TASK INSTRUCTIONS
Would you please copy the part of the material below that opens with the line containing "ob.putc(b'[');" and closes with the line containing "let callbacks: Callbacks<()>"? Copy it exactly, and only it.

SUPPLIED RECORDS
Segment Open

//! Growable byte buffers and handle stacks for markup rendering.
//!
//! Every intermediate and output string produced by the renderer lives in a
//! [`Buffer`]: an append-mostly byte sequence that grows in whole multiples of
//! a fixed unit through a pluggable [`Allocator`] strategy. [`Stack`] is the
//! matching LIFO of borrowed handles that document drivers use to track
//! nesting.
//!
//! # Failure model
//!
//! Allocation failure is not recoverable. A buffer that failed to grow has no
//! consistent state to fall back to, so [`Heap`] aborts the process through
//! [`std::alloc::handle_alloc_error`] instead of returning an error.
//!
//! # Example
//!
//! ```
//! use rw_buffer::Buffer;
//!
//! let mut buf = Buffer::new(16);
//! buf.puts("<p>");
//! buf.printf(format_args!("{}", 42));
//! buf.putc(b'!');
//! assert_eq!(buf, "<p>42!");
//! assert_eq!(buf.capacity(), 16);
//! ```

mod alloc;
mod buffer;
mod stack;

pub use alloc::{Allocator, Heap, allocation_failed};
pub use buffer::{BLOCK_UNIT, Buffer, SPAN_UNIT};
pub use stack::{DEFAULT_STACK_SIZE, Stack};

Segment Closed
Segment Open

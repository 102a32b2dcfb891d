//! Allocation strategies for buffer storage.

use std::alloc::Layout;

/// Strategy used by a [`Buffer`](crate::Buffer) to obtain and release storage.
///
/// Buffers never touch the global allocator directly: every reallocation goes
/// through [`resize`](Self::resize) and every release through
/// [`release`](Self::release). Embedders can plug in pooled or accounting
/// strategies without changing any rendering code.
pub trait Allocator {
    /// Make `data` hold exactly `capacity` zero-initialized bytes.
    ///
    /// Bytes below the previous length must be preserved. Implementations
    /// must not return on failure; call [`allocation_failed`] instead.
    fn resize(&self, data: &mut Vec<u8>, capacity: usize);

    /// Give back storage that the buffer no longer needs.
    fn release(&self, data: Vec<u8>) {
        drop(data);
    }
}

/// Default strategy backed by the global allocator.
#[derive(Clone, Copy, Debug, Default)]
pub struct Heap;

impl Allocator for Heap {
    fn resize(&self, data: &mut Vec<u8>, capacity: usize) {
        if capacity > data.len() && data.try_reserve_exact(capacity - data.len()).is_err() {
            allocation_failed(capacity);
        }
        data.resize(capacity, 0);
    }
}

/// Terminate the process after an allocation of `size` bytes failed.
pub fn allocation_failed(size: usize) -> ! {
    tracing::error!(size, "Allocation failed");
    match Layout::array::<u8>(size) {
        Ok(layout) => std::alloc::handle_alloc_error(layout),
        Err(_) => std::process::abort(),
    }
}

Segment Closed
Segment Open

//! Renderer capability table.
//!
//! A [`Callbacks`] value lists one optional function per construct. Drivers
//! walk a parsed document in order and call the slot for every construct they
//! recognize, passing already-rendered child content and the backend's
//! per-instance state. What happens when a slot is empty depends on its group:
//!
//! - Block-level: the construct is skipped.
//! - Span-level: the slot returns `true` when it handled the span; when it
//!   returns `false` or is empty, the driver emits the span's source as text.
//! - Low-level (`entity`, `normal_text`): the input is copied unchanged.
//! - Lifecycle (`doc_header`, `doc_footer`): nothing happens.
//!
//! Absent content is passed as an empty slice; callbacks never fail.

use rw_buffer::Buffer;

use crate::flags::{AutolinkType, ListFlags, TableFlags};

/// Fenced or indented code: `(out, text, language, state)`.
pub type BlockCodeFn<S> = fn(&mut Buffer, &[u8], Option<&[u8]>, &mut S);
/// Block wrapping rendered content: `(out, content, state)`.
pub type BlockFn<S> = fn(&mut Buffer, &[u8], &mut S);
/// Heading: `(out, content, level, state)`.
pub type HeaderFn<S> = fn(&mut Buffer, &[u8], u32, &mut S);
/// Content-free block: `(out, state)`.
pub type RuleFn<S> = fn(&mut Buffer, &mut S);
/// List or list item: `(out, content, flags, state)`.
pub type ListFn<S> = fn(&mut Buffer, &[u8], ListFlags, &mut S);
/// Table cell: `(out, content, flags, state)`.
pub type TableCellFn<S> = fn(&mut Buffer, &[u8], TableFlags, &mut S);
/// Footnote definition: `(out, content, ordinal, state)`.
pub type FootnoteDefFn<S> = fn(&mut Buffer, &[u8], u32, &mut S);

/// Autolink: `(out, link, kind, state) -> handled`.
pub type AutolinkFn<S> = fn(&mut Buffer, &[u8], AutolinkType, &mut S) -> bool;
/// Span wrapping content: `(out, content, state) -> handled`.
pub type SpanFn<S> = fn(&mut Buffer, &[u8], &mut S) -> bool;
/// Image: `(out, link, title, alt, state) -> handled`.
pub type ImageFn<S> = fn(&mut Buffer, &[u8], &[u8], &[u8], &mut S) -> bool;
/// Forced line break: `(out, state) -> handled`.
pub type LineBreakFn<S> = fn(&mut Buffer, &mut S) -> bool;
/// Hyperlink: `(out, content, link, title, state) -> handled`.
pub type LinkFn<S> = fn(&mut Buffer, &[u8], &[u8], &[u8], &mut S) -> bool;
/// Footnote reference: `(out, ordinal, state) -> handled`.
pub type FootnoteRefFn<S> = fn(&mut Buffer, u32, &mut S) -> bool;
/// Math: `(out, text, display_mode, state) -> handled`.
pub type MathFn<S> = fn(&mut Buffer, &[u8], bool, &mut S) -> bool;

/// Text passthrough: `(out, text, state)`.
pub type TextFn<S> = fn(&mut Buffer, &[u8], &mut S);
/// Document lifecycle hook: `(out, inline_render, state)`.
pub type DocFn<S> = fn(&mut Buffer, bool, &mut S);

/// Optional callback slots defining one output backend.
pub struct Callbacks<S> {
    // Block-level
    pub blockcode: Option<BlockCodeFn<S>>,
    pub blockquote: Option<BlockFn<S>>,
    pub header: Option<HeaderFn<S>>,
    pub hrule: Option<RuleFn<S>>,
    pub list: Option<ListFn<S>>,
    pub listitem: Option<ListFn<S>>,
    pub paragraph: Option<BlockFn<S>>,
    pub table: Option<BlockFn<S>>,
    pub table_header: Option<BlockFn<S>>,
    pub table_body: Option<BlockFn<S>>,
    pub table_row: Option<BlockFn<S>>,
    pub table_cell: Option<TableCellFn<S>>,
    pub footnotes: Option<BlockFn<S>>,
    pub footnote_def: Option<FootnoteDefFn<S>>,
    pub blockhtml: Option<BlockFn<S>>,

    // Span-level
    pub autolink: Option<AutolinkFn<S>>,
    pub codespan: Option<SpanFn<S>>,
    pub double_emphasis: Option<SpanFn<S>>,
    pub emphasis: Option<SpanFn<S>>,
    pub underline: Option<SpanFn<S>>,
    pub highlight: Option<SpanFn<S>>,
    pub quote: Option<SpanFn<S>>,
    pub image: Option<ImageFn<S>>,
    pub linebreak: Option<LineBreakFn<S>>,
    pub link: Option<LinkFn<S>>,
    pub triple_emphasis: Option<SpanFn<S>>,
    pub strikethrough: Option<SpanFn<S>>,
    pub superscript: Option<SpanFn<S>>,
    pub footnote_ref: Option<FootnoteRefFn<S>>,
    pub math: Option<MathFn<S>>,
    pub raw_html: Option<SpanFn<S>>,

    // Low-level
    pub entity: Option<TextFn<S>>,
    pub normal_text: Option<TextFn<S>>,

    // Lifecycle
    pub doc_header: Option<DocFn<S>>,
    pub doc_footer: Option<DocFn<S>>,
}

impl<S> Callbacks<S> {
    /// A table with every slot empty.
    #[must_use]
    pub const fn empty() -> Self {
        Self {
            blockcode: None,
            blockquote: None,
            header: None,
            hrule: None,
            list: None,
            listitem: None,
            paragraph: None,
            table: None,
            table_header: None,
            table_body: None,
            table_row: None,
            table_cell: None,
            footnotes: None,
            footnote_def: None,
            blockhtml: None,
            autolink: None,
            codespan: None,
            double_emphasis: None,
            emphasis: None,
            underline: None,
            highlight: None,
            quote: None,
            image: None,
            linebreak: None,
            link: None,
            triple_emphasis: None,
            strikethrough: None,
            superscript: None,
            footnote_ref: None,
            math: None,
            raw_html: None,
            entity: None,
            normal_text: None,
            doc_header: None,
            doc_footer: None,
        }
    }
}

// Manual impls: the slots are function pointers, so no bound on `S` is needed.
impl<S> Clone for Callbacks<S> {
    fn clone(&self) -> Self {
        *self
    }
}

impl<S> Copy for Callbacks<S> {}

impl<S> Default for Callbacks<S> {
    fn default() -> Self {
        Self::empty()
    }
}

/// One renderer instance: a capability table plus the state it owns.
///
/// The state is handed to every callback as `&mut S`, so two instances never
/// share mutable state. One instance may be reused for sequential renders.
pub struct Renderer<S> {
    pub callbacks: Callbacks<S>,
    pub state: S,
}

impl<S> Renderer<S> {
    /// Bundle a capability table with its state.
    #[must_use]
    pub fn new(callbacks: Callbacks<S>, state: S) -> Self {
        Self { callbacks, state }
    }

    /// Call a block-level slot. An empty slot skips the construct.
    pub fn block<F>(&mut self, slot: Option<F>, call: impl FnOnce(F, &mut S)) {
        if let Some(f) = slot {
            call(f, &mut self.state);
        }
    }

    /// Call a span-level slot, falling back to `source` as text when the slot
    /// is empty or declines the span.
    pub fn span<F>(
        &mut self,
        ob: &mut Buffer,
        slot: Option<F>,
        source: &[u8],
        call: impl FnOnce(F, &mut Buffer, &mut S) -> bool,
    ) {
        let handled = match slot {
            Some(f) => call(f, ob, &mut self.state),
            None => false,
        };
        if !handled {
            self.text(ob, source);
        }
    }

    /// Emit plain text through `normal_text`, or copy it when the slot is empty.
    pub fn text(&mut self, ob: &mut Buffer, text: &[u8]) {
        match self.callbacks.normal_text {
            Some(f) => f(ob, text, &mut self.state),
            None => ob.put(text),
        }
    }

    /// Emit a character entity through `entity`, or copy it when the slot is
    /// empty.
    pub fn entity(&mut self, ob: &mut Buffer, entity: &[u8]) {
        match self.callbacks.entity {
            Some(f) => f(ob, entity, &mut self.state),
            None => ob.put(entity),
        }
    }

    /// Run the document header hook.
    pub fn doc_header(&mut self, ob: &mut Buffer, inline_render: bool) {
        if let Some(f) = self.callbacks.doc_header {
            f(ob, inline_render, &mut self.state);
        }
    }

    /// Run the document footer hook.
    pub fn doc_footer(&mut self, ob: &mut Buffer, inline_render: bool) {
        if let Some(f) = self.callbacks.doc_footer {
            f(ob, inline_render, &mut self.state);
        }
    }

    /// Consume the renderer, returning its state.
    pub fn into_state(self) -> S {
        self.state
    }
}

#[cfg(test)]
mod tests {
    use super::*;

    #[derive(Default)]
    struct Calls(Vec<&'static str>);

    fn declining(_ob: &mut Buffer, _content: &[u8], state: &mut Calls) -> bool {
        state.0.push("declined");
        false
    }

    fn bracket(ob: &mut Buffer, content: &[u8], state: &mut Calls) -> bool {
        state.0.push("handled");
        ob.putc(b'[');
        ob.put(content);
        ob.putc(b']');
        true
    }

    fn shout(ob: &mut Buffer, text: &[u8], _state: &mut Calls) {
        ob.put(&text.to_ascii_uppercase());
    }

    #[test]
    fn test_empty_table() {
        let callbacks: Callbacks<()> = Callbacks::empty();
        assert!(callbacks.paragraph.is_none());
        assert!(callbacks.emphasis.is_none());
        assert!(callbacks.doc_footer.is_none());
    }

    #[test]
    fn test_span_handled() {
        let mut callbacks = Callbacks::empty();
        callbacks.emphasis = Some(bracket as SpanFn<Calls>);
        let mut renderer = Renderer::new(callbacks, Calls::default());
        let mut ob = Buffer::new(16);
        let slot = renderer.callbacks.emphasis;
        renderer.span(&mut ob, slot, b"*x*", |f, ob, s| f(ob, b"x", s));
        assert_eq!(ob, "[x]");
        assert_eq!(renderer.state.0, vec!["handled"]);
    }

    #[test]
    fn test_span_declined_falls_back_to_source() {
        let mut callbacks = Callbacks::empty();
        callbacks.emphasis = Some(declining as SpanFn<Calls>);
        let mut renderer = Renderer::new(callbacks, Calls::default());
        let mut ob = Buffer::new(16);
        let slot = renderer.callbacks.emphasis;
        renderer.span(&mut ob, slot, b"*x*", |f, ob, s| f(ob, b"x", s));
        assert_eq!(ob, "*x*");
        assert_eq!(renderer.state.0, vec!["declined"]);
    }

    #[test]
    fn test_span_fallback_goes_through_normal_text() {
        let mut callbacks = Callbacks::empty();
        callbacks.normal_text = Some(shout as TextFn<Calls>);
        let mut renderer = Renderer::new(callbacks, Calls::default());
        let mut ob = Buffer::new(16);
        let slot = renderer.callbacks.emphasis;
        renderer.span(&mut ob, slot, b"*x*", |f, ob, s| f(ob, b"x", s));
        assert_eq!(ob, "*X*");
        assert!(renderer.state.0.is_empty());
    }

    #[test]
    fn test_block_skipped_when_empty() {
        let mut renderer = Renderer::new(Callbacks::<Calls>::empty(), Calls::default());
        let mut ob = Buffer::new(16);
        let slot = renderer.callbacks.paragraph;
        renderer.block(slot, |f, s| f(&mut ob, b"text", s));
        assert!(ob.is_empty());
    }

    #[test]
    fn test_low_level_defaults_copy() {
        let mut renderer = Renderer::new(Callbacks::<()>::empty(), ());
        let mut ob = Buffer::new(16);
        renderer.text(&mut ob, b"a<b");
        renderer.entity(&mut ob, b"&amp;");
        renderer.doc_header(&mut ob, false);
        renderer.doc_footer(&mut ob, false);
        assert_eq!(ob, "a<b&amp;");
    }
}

Segment Closed

TASK OUTPUT
        ob.putc(b'[');
        ob.put(content);
        ob.putc(b']');
        true
    }

    fn shout(ob: &mut Buffer, text: &[u8], _state: &mut Calls) {
        ob.put(&text.to_ascii_uppercase());
    }

    #[test]
    fn test_empty_table() {
        let callbacks: Callbacks<()> = Callbacks::empty();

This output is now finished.